Try it -> Gather every line from the entries below that includes "field".

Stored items

mod applications;
mod cli;
mod content;
mod files;
mod infra;
mod profile;

use civic_portal::error::AppError;

pub async fn run() -> Result<(), AppError> {
    cli::run().await
}
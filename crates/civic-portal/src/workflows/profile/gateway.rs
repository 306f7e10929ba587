use async_trait::async_trait;

use super::domain::{DocumentSlot, ProfileUpdate, UserProfile};
use crate::gateway::GatewayError;

/// Remote profile operations. Each mutation answers with the full, authoritative profile.
#[async_trait]
pub trait ProfileGateway: Send + Sync {
    async fn fetch_profile(&self) -> Result<UserProfile, GatewayError>;

    async fn update_profile(&self, update: &ProfileUpdate) -> Result<UserProfile, GatewayError>;

    async fn delete_document(&self, slot: DocumentSlot) -> Result<UserProfile, GatewayError>;
}
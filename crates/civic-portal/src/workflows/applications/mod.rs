//! Service applications as seen by the submitting citizen and by the operator processing them.
//!
//! [`lifecycle`] holds the single transition table; everything else asks it rather than
//! branching on status itself.

pub mod desk;
pub mod domain;
pub mod gateway;
pub mod lifecycle;
pub mod queue;
pub mod views;

#[cfg(test)]
mod tests;

pub use desk::{
    failure_alert, success_alert, ActionOutcome, ApplicationDesk, DeskError, UploadIndicator,
    UPLOADING_LABEL, UPLOAD_LABEL,
};
pub use domain::{
    ApplicantRef, ApplicationId, ApplicationRecord, ApplicationStatus, RecordInconsistency, Role,
    ServiceRef, UnknownStatus,
};
pub use gateway::ApplicationGateway;
pub use lifecycle::{
    evaluate, is_permitted, permitted_actions, status_tone, Action, LifecycleView, StatusTone,
    ValidationError,
};
pub use queue::{status_counts, ApplicationQuery, StatusCount, StatusFilter};
pub use views::{
    applicant_table, operator_table, profile_card, ApplicantRow, OperatorRow, ProfileCard,
    TableView, NO_APPLICATIONS,
};
use std::fmt;

use serde::{Deserialize, Serialize};

/// Portal-side identifier of the signed-in citizen or operator.
#[derive(Debug, Clone, PartialEq, Eq, Hash, Serialize, Deserialize)]
#[serde(transparent)]
pub struct UserId(pub String);

impl fmt::Display for UserId {
    fn fmt(&self, f: &mut fmt::Formatter<'_>) -> fmt::Result {
        f.write_str(&self.0)
    }
}

/// Authenticated session handed to the gateway explicitly; nothing looks it up ambiently.
///
/// Token issuance and renewal belong to the portal's auth service.
#[derive(Clone, PartialEq, Eq)]
pub struct Session {
    user_id: UserId,
    token: String,
}

impl Session {
    pub fn new(user_id: UserId, token: impl Into<String>) -> Self {
        Self {
            user_id,
            token: token.into(),
        }
    }

    pub fn user_id(&self) -> &UserId {
        &self.user_id
    }

    pub fn bearer_token(&self) -> &str {
        &self.token
    }
}

impl fmt::Debug for Session {
    fn fmt(&self, f: &mut fmt::Formatter<'_>) -> fmt::Result {
        f.debug_struct("Session")
            .field("user_id", &self.user_id)
            .field("token", &"<redacted>")
            .finish()
    }
}

#[cfg(test)]
mod tests {
    use super::*;

    #[test]
    fn debug_output_redacts_token() {
        let session = Session::new(UserId("u-17".to_string()), "secret-token");
        let rendered = format!("{session:?}");
        assert!(rendered.contains("u-17"));
        assert!(!rendered.contains("secret-token"));
    }
}
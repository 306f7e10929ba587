use std::fmt;
use std::path::Path;

use mime::Mime;
use serde::{Deserialize, Deserializer, Serialize};
use url::Url;

/// Largest local selection accepted for staging (5 MiB).
pub const MAX_UPLOAD_BYTES: u64 = 5 * 1024 * 1024;

/// Reference to an artifact held by the portal's file store.
#[derive(Debug, Clone, PartialEq, Eq, Serialize, Deserialize)]
pub struct StoredFile {
    pub filename: String,
}

impl StoredFile {
    pub fn new(filename: impl Into<String>) -> Self {
        Self {
            filename: filename.into(),
        }
    }

    /// Reads `{ "filename": "..." }` out of an arbitrary JSON value, treating a missing or
    /// blank filename as no file at all.
    pub fn from_json(value: &serde_json::Value) -> Option<Self> {
        value
            .get("filename")
            .and_then(serde_json::Value::as_str)
            .filter(|name| !name.trim().is_empty())
            .map(Self::new)
    }
}

/// Accepts `null`, `{}`, or `{ "filename": "" }` as "no file".
pub fn deserialize_optional_file<'de, D>(deserializer: D) -> Result<Option<StoredFile>, D::Error>
where
    D: Deserializer<'de>,
{
    let raw = Option::<serde_json::Value>::deserialize(deserializer)?;
    Ok(raw.as_ref().and_then(StoredFile::from_json))
}

/// A file picked on the local machine, not yet sent anywhere.
#[derive(Clone, PartialEq, Eq)]
pub struct LocalFile {
    pub file_name: String,
    pub content_type: Mime,
    pub bytes: Vec<u8>,
}

impl LocalFile {
    pub fn new(file_name: impl Into<String>, content_type: Mime, bytes: Vec<u8>) -> Self {
        Self {
            file_name: file_name.into(),
            content_type,
            bytes,
        }
    }

    pub fn from_path(path: &Path) -> std::io::Result<Self> {
        let bytes = std::fs::read(path)?;
        let file_name = path
            .file_name()
            .map(|name| name.to_string_lossy().into_owned())
            .unwrap_or_else(|| "upload".to_string());
        let content_type = mime_guess::from_path(path).first_or_octet_stream();
        Ok(Self::new(file_name, content_type, bytes))
    }

    pub fn size(&self) -> u64 {
        self.bytes.len() as u64
    }

    pub fn exceeds_upload_limit(&self) -> bool {
        self.size() > MAX_UPLOAD_BYTES
    }

    pub fn is_pdf(&self) -> bool {
        self.content_type.essence_str() == mime::APPLICATION_PDF.essence_str()
    }
}

impl fmt::Debug for LocalFile {
    fn fmt(&self, f: &mut fmt::Formatter<'_>) -> fmt::Result {
        f.debug_struct("LocalFile")
            .field("file_name", &self.file_name)
            .field("content_type", &self.content_type)
            .field("size", &self.bytes.len())
            .finish()
    }
}

/// Resolves stored filenames to `<base>/api/files/<filename>`.
#[derive(Debug, Clone, PartialEq, Eq)]
pub struct FileLocator {
    base_url: Url,
}

impl FileLocator {
    pub fn new(base_url: Url) -> Self {
        Self { base_url }
    }

    pub fn url_for(&self, filename: &str) -> String {
        let mut url = self.base_url.clone();
        if let Ok(mut segments) = url.path_segments_mut() {
            segments.pop_if_empty().extend(["api", "files", filename]);
        }
        url.to_string()
    }

    pub fn url_for_file(&self, file: &StoredFile) -> String {
        self.url_for(&file.filename)
    }
}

Exercise output ->
            .field("user_id", &self.user_id)
            .field("token", &"<redacted>")
            .field("file_name", &self.file_name)
            .field("content_type", &self.content_type)
            .field("size", &self.bytes.len())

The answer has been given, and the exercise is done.